TRY IT:
Scan the entries below for lines holding "offline". Give the number of such lines alone.
EXCERPTED RECORDS START
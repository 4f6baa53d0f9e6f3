//! Shared plumbing of the `sd`, `sd-img2img` and `sd-inpaint` binaries.

use anyhow::Result;
use clap::Args;
use hf_hub::api::tokio::Api;
use sdloop_core::{
    load_model, run_session, Conditioning, DeviceMap, LoadOptions, RequestRecord, SdVersion,
};
use tracing::{info, level_filters::LevelFilter, warn};
use tracing_subscriber::EnvFilter;

pub const DEFAULT_PROMPT: &str = "a painting of a beautiful graceful woman with long hair";

/// Request fields shared by every mode.
#[derive(Args, Debug, Clone)]
pub struct GenerationArgs {
    /// Random seed for generating consistent images per prompt, drawn at random when omitted.
    /// Incremented by one after every interactive generation.
    #[arg(long)]
    pub seed: Option<u64>,

    /// Number of denoising steps.
    #[arg(long, default_value_t = 20)]
    pub num_inference_steps: usize,

    /// Classifier-free guidance scale, guidance is disabled at 1.0 or below.
    #[arg(long, default_value_t = 7.5)]
    pub guidance_scale: f64,

    /// The prompt of the first generation.
    #[arg(long, default_value = DEFAULT_PROMPT)]
    pub prompt: String,

    /// Output image path, always written as JPEG.
    #[arg(long, default_value = "output.jpg")]
    pub output: String,

    /// Keep the pipeline loaded and read further requests from stdin after each generation.
    #[arg(long)]
    pub interactive: bool,

    /// Width of the generated image, defaults to the model's native size (or the initial
    /// image's).
    #[arg(long)]
    pub width: Option<usize>,

    /// Height of the generated image.
    #[arg(long)]
    pub height: Option<usize>,
}

/// Where and how the pipeline runs.
#[derive(Args, Debug, Clone)]
pub struct RuntimeArgs {
    /// Run on CPU rather than on GPU.
    #[arg(long)]
    pub cpu: bool,

    /// Accelerator ordinal.
    #[arg(long, default_value_t = 0)]
    pub device: usize,

    /// Keep f32 weights on the accelerator instead of f16.
    #[arg(long)]
    pub use_f32: bool,

    /// Only use files already in the Hugging Face cache.
    #[arg(long)]
    pub offline: bool,

    /// Model family (v1-5, v2-1, xl, turbo), detected from the model name when omitted.
    #[arg(long)]
    pub sd_version: Option<SdVersion>,

    /// The size of the sliced attention or 0 for automatic slicing (disabled by default).
    #[arg(long)]
    pub sliced_attention_size: Option<usize>,

    /// Use flash attention in the UNet, needs the `flash-attn` feature.
    #[arg(long)]
    pub use_flash_attn: bool,
}

impl RuntimeArgs {
    fn load_options(&self) -> LoadOptions {
        if self.use_flash_attn && !cfg!(feature = "flash-attn") {
            warn!("--use-flash-attn ignored, build with `--features flash-attn`");
        }
        LoadOptions {
            use_f32: self.use_f32,
            offline: self.offline,
            sliced_attention_size: self.sliced_attention_size,
            use_flash_attn: self.use_flash_attn && cfg!(feature = "flash-attn"),
        }
    }
}

/// Parses an img2img strength, which must lie in `[0, 1]`.
pub fn parse_strength(value: &str) -> Result<f64, String> {
    let strength: f64 = value.parse().map_err(|e| format!("{e}"))?;
    if (0.0..=1.0).contains(&strength) {
        Ok(strength)
    } else {
        Err(format!("strength must be between 0 and 1, got {strength}"))
    }
}

/// Logs go to stderr, stdout carries the interactive protocol.
pub fn init_tracing() {
    let filter = EnvFilter::builder()
        .with_default_directive(LevelFilter::INFO.into())
        .from_env_lossy();
    tracing_subscriber::fmt()
        .with_env_filter(filter)
        .with_writer(std::io::stderr)
        .init();
}

/// Builds the request record from the flags, loads the model and runs the session on
/// stdin/stdout.
pub async fn run(
    model: &str,
    negative_prompt: Option<String>,
    generation: GenerationArgs,
    runtime: RuntimeArgs,
    conditioning: Conditioning,
) -> Result<()> {
    let mode = conditioning.mode();
    let mut record = RequestRecord::new(
        generation.prompt,
        generation.output,
        generation.seed,
        conditioning,
    );
    record.negative_prompt = negative_prompt;
    record.steps = generation.num_inference_steps;
    record.guidance_scale = generation.guidance_scale;
    record.width = generation.width;
    record.height = generation.height;
    info!(%mode, seed = record.seed, interactive = generation.interactive, "starting session");

    let model = load_model(
        model,
        mode,
        runtime.sd_version,
        Api::new()?,
        DeviceMap::from_flags(runtime.cpu, runtime.device),
        runtime.load_options(),
    )
    .await?;

    let summary = run_session(
        &model,
        &mut record,
        generation.interactive,
        std::io::stdin().lock(),
        std::io::stdout().lock(),
    )?;
    info!(
        iterations = summary.iterations,
        last_seed = summary.last_seed,
        "session finished"
    );
    Ok(())
}

#[cfg(test)]
mod tests {
    use super::*;

    #[test]
    fn strength_must_be_a_fraction() {
        assert_eq!(parse_strength("0.3"), Ok(0.3));
        assert_eq!(parse_strength("1"), Ok(1.0));
        assert!(parse_strength("1.5").is_err());
        assert!(parse_strength("strong").is_err());
    }
}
EXCERPTED RECORDS END
WRITTEN REPLY:
2